Readers’ wildlife photographs

Stephen Barnard has returned with some lovely photos from his ranch in Idaho. His captions are indented:

First, a Rainbow Trout (the eye, Oncorhynchus mykiss) about to eat a Callibaetis mayfly, taken a few days ago. The mayfly is in the act of laying eggs, clearly seen in the photo. Callibaetis mayflies have the notable property that their eggs hatch almost immediately after being deposited. There’s a cool video of this, but I can’t find it.

Next, taken this morning, a Great Horned Owl (Bubo virginianus).

Finally, also this morning, a bull Elk (Cervus canadensis), with out-of-focus Sandhill Cranes (Grus canadensis) in the background. This 6×6 antlered specimen would be considered a trophy because of symmetry of the rack. This time of year (the mating season) a large herd finds refuge on my place. This fellow was bugling enthusiastically before I shot the photo. I don’t allow hunting, even though they damage the crops and “depredation” permits are easy to come by  — I get LOTS of requests. I do allow hunters to track a wounded animal onto my property.

JAC: You can see a video of a loudly bugling elk here.

Reader James Thompson also had an Encounter of the Cervid Kind. He recounts:

Last week my wife and I were camping in the Timber Creek Campground on the west side of the Rocky Mountain National Park. As you can see,  the elk like hanging out in the campground. At night, four elk cows were grazing and later bedded down near our tent.  I had to shoo two of them away to make my way to the outhouse.

 

22 Comments

  1. David Duncan
    Posted September 18, 2018 at 7:46 am | Permalink

    Stephen, how many acres do you have there?

    • Posted September 18, 2018 at 7:48 am | Permalink

      300

      • yazikus
        Posted September 18, 2018 at 12:47 pm | Permalink

        re:

        I don’t allow hunting, even though they damage the crops and “depredation”

        Have you noticed any changes in the elk behavior since the wolf reintroduction? I know that many Idahoans aren’t keen on the wolves (*cough*gubernatorialdebates*cough*),but haven’t heard from anyone on the ground there.

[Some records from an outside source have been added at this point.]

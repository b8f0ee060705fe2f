use bitcoin_forecast::{
    ArimaForecaster, FetchOutcome, ForecastHorizon, ForecastSdk, Forecaster, ModelChoice,
    RawTable, SdkConfig, normalize,
};
use chrono::{Duration, Utc};

#[tokio::main]
async fn main() -> Result<(), Box<dyn std::error::Error>> {
    println!("🚀 Fetching 90 days of Bitcoin closes...");
    let sdk = ForecastSdk::from_config(&SdkConfig::from_env()?)?;

    let end = Utc::now();
    let start = end - Duration::days(90);

    let daily = match sdk.fetch_prices(start, end).await? {
        FetchOutcome::Prices(daily) => daily,
        FetchOutcome::NoData => {
            println!("⚠️ No data available.");
            return Ok(());
        }
    };

    let series = normalize(&RawTable::from(daily.as_slice()))?;
    println!("📊 {} days from {} to {}", series.len(), series.first_date(), series.last_date());

    for model in [ModelChoice::Arima, ModelChoice::Sarima] {
        let forecast =
            ArimaForecaster::for_model(model).forecast(&series, ForecastHorizon::new(7)?)?;
        println!("\n--- 🔮 {model} 7 day forecast ---");
        for point in forecast.points {
            println!("      {}  ${:.2}", point.date, point.price);
        }
    }

    Ok(())
}
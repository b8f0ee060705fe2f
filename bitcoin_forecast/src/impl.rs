use std::collections::BTreeMap;

use chrono::{DateTime, NaiveDate, TimeZone, Utc};
use reqwest::{Client, StatusCode};
use serde::Deserialize;
use tracing::{debug, info};

use crate::config::SdkConfig;
use crate::{FetchOutcome, ForecastError, PriceObservation};

const ASSET_ID: &str = "bitcoin";
const VS_CURRENCY: &str = "usd";

/// Market data client for the Bitcoin price history pipeline.
pub struct ForecastSdk {
    client: Client,
    market_base_url: String,
}

impl ForecastSdk {
    /// Construct a client that talks to the public CoinGecko API.
    ///
    /// ```no_run
    /// use bitcoin_forecast::ForecastSdk;
    ///
    /// let sdk = ForecastSdk::new()?;
    /// # Ok::<(), bitcoin_forecast::ForecastError>(())
    /// ```
    pub fn new() -> Result<Self, ForecastError> {
        Self::from_config(&SdkConfig::default())
    }

    /// Build a client from explicit settings, e.g. [`SdkConfig::from_env`] or
    /// a mock server URL during tests.
    pub fn from_config(config: &SdkConfig) -> Result<Self, ForecastError> {
        let mut builder = Client::builder();
        if let Some(timeout) = config.timeout {
            builder = builder.timeout(timeout);
        }
        let client = builder
            .build()
            .map_err(|err| ForecastError::Network(err.to_string()))?;

        Ok(Self::with_client(client, Some(config.base_url.clone())))
    }

    /// Build a client with a pre-configured HTTP client and optional base URL.
    pub fn with_client(client: Client, market_base_url: Option<String>) -> Self {
        let url = market_base_url.unwrap_or_else(|| crate::config::DEFAULT_BASE_URL.to_string());
        Self {
            client,
            market_base_url: url,
        }
    }

    pub fn base_url(&self) -> &str {
        &self.market_base_url
    }

    /// Fetch USD prices between `start` and `end`, one row per UTC day.
    ///
    /// Issues exactly one `/market_chart/range` request. Within a day the last
    /// sample wins, and days outside `[start, end]` are dropped. A 200 response
    /// without a `prices` field yields [`FetchOutcome::NoData`]; any other
    /// status fails with [`ForecastError::UpstreamFetch`] and is not retried.
    pub async fn fetch_prices(
        &self,
        start: DateTime<Utc>,
        end: DateTime<Utc>,
    ) -> Result<FetchOutcome, ForecastError> {
        let url = format!(
            "{}/coins/{}/market_chart/range",
            self.market_base_url, ASSET_ID
        );
        let query = vec![
            ("vs_currency", VS_CURRENCY.to_string()),
            ("from", start.timestamp().to_string()),
            ("to", end.timestamp().to_string()),
        ];

        info!(%start, %end, "fetching bitcoin market chart range");
        let payload = self.request_market_chart(url, query).await?;

        match payload.prices {
            Some(prices) => {
                let daily = collapse_to_daily_close(&prices, start.date_naive(), end.date_naive())?;
                debug!(samples = prices.len(), days = daily.len(), "collapsed to daily closes");
                Ok(FetchOutcome::Prices(daily))
            }
            None => {
                info!("upstream response carried no prices");
                Ok(FetchOutcome::NoData)
            }
        }
    }

    async fn request_market_chart(
        &self,
        url: String,
        query: Vec<(&str, String)>,
    ) -> Result<MarketChartResponse, ForecastError> {
        let response = self
            .client
            .get(&url)
            .query(&query)
            .send()
            .await
            .map_err(|err| ForecastError::Network(err.to_string()))?;

        let status = response.status();
        if status != StatusCode::OK {
            return Err(ForecastError::UpstreamFetch {
                status: status.as_u16(),
            });
        }

        response
            .json()
            .await
            .map_err(|err| ForecastError::Serialization(err.to_string()))
    }
}

#[derive(Deserialize)]
struct MarketChartResponse {
    #[serde(default)]
    prices: Option<Vec<[f64; 2]>>,
}

fn collapse_to_daily_close(
    prices: &[[f64; 2]],
    first_day: NaiveDate,
    last_day: NaiveDate,
) -> Result<Vec<PriceObservation>, ForecastError> {
    let mut by_day: BTreeMap<NaiveDate, f64> = BTreeMap::new();
    for entry in prices {
        let timestamp = Utc
            .timestamp_millis_opt(entry[0] as i64)
            .single()
            .ok_or(ForecastError::TimeConversion)?;
        let date = timestamp.date_naive();
        if date < first_day || date > last_day {
            debug!(%date, "dropping sample outside requested range");
            continue;
        }
        by_day.insert(date, entry[1]);
    }

    Ok(by_day
        .into_iter()
        .map(|(date, price)| PriceObservation { date, price })
        .collect())
}

#[cfg(test)]
mod tests {
    use super::*;
    use httpmock::prelude::*;
    use proptest::prelude::*;
    use serde_json::json;

    fn build_sdk(server: &MockServer) -> ForecastSdk {
        let client = Client::builder().build().unwrap();
        ForecastSdk::with_client(client, Some(server.base_url()))
    }

    fn ms(y: i32, m: u32, d: u32, h: u32) -> f64 {
        Utc.with_ymd_and_hms(y, m, d, h, 0, 0)
            .single()
            .unwrap()
            .timestamp_millis() as f64
    }

    fn day(d: u32) -> NaiveDate {
        NaiveDate::from_ymd_opt(2024, 1, d).unwrap()
    }

    #[test]
    fn collapse_keeps_last_sample_per_day() {
        let prices = vec![
            [ms(2024, 1, 1, 0), 100.0],
            [ms(2024, 1, 1, 12), 101.0],
            [ms(2024, 1, 1, 23), 102.0],
            [ms(2024, 1, 2, 6), 110.0],
        ];

        let daily = collapse_to_daily_close(&prices, day(1), day(2)).unwrap();

        assert_eq!(
            daily,
            vec![
                PriceObservation { date: day(1), price: 102.0 },
                PriceObservation { date: day(2), price: 110.0 },
            ]
        );
    }

    #[test]
    fn collapse_drops_days_outside_range() {
        let prices = vec![
            [ms(2023, 12, 31, 23), 90.0],
            [ms(2024, 1, 1, 1), 100.0],
            [ms(2024, 1, 3, 1), 120.0],
        ];

        let daily = collapse_to_daily_close(&prices, day(1), day(2)).unwrap();

        assert_eq!(daily, vec![PriceObservation { date: day(1), price: 100.0 }]);
    }

    proptest! {
        #[test]
        fn collapsed_days_are_unique_and_within_range(
            samples in proptest::collection::vec(
                (1_600_000_000_000i64..1_700_000_000_000i64, 1.0f64..1_000_000.0),
                0..200,
            ),
            first_offset in 0i64..1_150,
            span in 0i64..60,
        ) {
            let first_day = NaiveDate::from_ymd_opt(2020, 9, 13).unwrap()
                + chrono::Duration::days(first_offset);
            let last_day = first_day + chrono::Duration::days(span);
            let prices: Vec<[f64; 2]> = samples
                .iter()
                .map(|(millis, price)| [*millis as f64, *price])
                .collect();

            let daily = collapse_to_daily_close(&prices, first_day, last_day).unwrap();

            prop_assert!(daily.windows(2).all(|pair| pair[0].date < pair[1].date));
            prop_assert!(daily
                .iter()
                .all(|obs| obs.date >= first_day && obs.date <= last_day));
            prop_assert!(daily.len() as i64 <= span + 1);
        }
    }

    #[tokio::test]
    async fn fetch_prices_sends_epoch_seconds() {
        let server = MockServer::start_async().await;
        let start = Utc.with_ymd_and_hms(2024, 1, 1, 0, 0, 0).single().unwrap();
        let end = Utc.with_ymd_and_hms(2024, 1, 2, 23, 59, 59).single().unwrap();
        let mock = server
            .mock_async(|when, then| {
                when.method(GET)
                    .path("/coins/bitcoin/market_chart/range")
                    .query_param("vs_currency", "usd")
                    .query_param("from", "1704067200")
                    .query_param("to", "1704239999");
                then.status(200)
                    .json_body(json!({ "prices": [[ms(2024, 1, 1, 5), 42000.5]] }));
            })
            .await;

        let outcome = build_sdk(&server).fetch_prices(start, end).await.unwrap();

        mock.assert_async().await;
        assert_eq!(
            outcome,
            FetchOutcome::Prices(vec![PriceObservation { date: day(1), price: 42000.5 }])
        );
    }

    #[tokio::test]
    async fn fetch_prices_without_prices_field_is_no_data() {
        let server = MockServer::start_async().await;
        let mock = server
            .mock_async(|when, then| {
                when.method(GET).path("/coins/bitcoin/market_chart/range");
                then.status(200).json_body(json!({ "market_caps": [] }));
            })
            .await;

        let start = Utc.with_ymd_and_hms(2024, 1, 1, 0, 0, 0).single().unwrap();
        let outcome = build_sdk(&server).fetch_prices(start, start).await.unwrap();

        mock.assert_async().await;
        assert_eq!(outcome, FetchOutcome::NoData);
    }

    #[tokio::test]
    async fn fetch_prices_does_not_retry_rate_limits() {
        let server = MockServer::start_async().await;
        let mock = server
            .mock_async(|when, then| {
                when.method(GET).path("/coins/bitcoin/market_chart/range");
                then.status(429);
            })
            .await;

        let start = Utc.with_ymd_and_hms(2024, 1, 1, 0, 0, 0).single().unwrap();
        let result = build_sdk(&server).fetch_prices(start, start).await.unwrap_err();

        mock.assert_hits_async(1).await;
        assert_eq!(result, ForecastError::UpstreamFetch { status: 429 });
    }

    #[tokio::test]
    async fn fetch_prices_reports_undecodable_body() {
        let server = MockServer::start_async().await;
        let _mock = server
            .mock_async(|when, then| {
                when.method(GET).path("/coins/bitcoin/market_chart/range");
                then.status(200).body("not json");
            })
            .await;

        let start = Utc.with_ymd_and_hms(2024, 1, 1, 0, 0, 0).single().unwrap();
        let result = build_sdk(&server).fetch_prices(start, start).await.unwrap_err();

        assert!(matches!(result, ForecastError::Serialization(_)));
    }
}
use std::fmt::Write;

use crate::{ForecastResult, PriceSeries, SentimentSeries};

const SPARK_LEVELS: [char; 8] = ['▁', '▂', '▃', '▄', '▅', '▆', '▇', '█'];

pub fn render_history_table(series: &PriceSeries) -> String {
    let mut out = String::from("Date        Price\n");
    for point in series.points() {
        let _ = writeln!(out, "{}  {:.2}", point.date, point.price);
    }
    out
}

/// Forecast rows annotated in dollars, as shown next to the chart.
pub fn render_forecast_table(forecast: &ForecastResult) -> String {
    let mut out = String::from("Date        Forecasted Price\n");
    for point in &forecast.points {
        let _ = writeln!(out, "{}  ${:.2}", point.date, point.price);
    }
    out
}

pub fn render_sentiment_table(series: &SentimentSeries) -> String {
    let mut out = String::from("Date        Sentiment\n");
    for obs in &series.observations {
        let _ = writeln!(out, "{}  {:>2}", obs.date, obs.sentiment);
    }
    out
}

/// One-line chart of history, a separator, then the forecast, on a shared
/// scale.
pub fn render_sparkline(series: &PriceSeries, forecast: &ForecastResult) -> String {
    let history = series.prices();
    let projected: Vec<f64> = forecast.points.iter().map(|point| point.price).collect();

    let (low, high) = bounds(history.iter().chain(&projected).copied());

    let mut line: String = history.iter().map(|value| glyph(*value, low, high)).collect();
    if !projected.is_empty() {
        line.push('┊');
        line.extend(projected.iter().map(|value| glyph(*value, low, high)));
    }
    line
}

/// Sentiment over time. The scale always covers -1..=1 so a neutral day sits
/// mid-height; values outside that range widen it.
pub fn render_sentiment_sparkline(series: &SentimentSeries) -> String {
    let values: Vec<f64> = series
        .observations
        .iter()
        .map(|obs| obs.sentiment as f64)
        .collect();
    let (low, high) = bounds(values.iter().copied().chain([-1.0, 1.0]));

    values.iter().map(|value| glyph(*value, low, high)).collect()
}

fn bounds(values: impl Iterator<Item = f64>) -> (f64, f64) {
    values.fold((f64::INFINITY, f64::NEG_INFINITY), |(lo, hi), value| {
        (lo.min(value), hi.max(value))
    })
}

fn glyph(value: f64, low: f64, high: f64) -> char {
    let span = high - low;
    if !span.is_finite() || span <= 0.0 {
        return SPARK_LEVELS[0];
    }
    let scaled = (value - low) / span * (SPARK_LEVELS.len() - 1) as f64;
    SPARK_LEVELS[scaled.round() as usize]
}
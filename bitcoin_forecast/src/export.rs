use std::fs::File;
use std::io::Write;
use std::path::{Path, PathBuf};

use chrono::NaiveDate;
use serde::Serialize;

use crate::{ForecastError, ForecastResult, PriceSeries};

#[derive(Serialize)]
struct PriceRow {
    #[serde(rename = "Date")]
    date: String,
    #[serde(rename = "Price")]
    price: f64,
}

#[derive(Serialize)]
struct ForecastRow {
    #[serde(rename = "Date")]
    date: String,
    #[serde(rename = "Forecasted Price")]
    price: f64,
}

/// `bitcoin_prices_<start>_to_<end>.csv`, dates formatted `YYYY-MM-DD`.
pub fn history_file_name(start: NaiveDate, end: NaiveDate) -> String {
    format!("bitcoin_prices_{start}_to_{end}.csv")
}

pub fn forecast_file_name(forecast: &ForecastResult, start: NaiveDate, end: NaiveDate) -> String {
    format!(
        "bitcoin_forecast_{}_{start}_to_{end}.csv",
        forecast.model.label().to_ascii_lowercase()
    )
}

/// Write the normalized history as `Date,Price` CSV.
pub fn write_history_csv<W: Write>(writer: W, series: &PriceSeries) -> Result<(), ForecastError> {
    let rows = series.points().iter().map(|point| PriceRow {
        date: point.date.to_string(),
        price: point.price,
    });
    write_rows(writer, rows)
}

/// Write a forecast as `Date,Forecasted Price` CSV.
pub fn write_forecast_csv<W: Write>(
    writer: W,
    forecast: &ForecastResult,
) -> Result<(), ForecastError> {
    let rows = forecast.points.iter().map(|point| ForecastRow {
        date: point.date.to_string(),
        price: point.price,
    });
    write_rows(writer, rows)
}

pub fn history_csv_bytes(series: &PriceSeries) -> Result<Vec<u8>, ForecastError> {
    let mut buffer = Vec::new();
    write_history_csv(&mut buffer, series)?;
    Ok(buffer)
}

/// Save history and forecast CSVs into `dir`, returning the written paths.
pub fn export_to_dir(
    dir: &Path,
    series: &PriceSeries,
    forecast: &ForecastResult,
    start: NaiveDate,
    end: NaiveDate,
) -> Result<Vec<PathBuf>, ForecastError> {
    std::fs::create_dir_all(dir).map_err(|err| ForecastError::Export(err.to_string()))?;

    let history_path = dir.join(history_file_name(start, end));
    let file = File::create(&history_path).map_err(|err| ForecastError::Export(err.to_string()))?;
    write_history_csv(file, series)?;

    let forecast_path = dir.join(forecast_file_name(forecast, start, end));
    let file = File::create(&forecast_path).map_err(|err| ForecastError::Export(err.to_string()))?;
    write_forecast_csv(file, forecast)?;

    Ok(vec![history_path, forecast_path])
}

fn write_rows<W, R, I>(writer: W, rows: I) -> Result<(), ForecastError>
where
    W: Write,
    R: Serialize,
    I: IntoIterator<Item = R>,
{
    let mut csv_writer = csv::Writer::from_writer(writer);
    for row in rows {
        csv_writer
            .serialize(row)
            .map_err(|err| ForecastError::Export(err.to_string()))?;
    }
    csv_writer
        .flush()
        .map_err(|err| ForecastError::Export(err.to_string()))
}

        • Posted September 18, 2018 at 2:23 pm | Permalink

          Wolves aren’t common in this agricultural bottom land. If they are seen it’s shoot, shovel, and shut up. They’re quite common in the surrounding mountains, where the sheep ranchers complain about them. The main complaints about wolves come from hunters, and I believe it’s true that they’ve caused hunting to be more difficult, because the elk are more wary, move around more, and (anecdotally) bugle less. That’s just too bad for the hunters, in my opinion.

          • yazikus
            Posted September 18, 2018 at 2:43 pm | Permalink

            Shooting an unwary and lethargic elk would rather take the sport out of it, imo. Take some pride in your craft, hunters!
            What I don’t get about the livestock farmers complaining is there are anti-wolf strategies that have an excellent efficacy rate. Herd-protecting dogs do a great job. Livestock hands also work well (and you’re creating jobs!).

            • Posted September 18, 2018 at 3:50 pm | Permalink

              “What I don’t get about the livestock farmers complaining is there are anti-wolf strategies that have an excellent efficacy rate. Herd-protecting dogs do a great job. Livestock hands also work well (and you’re creating jobs!).”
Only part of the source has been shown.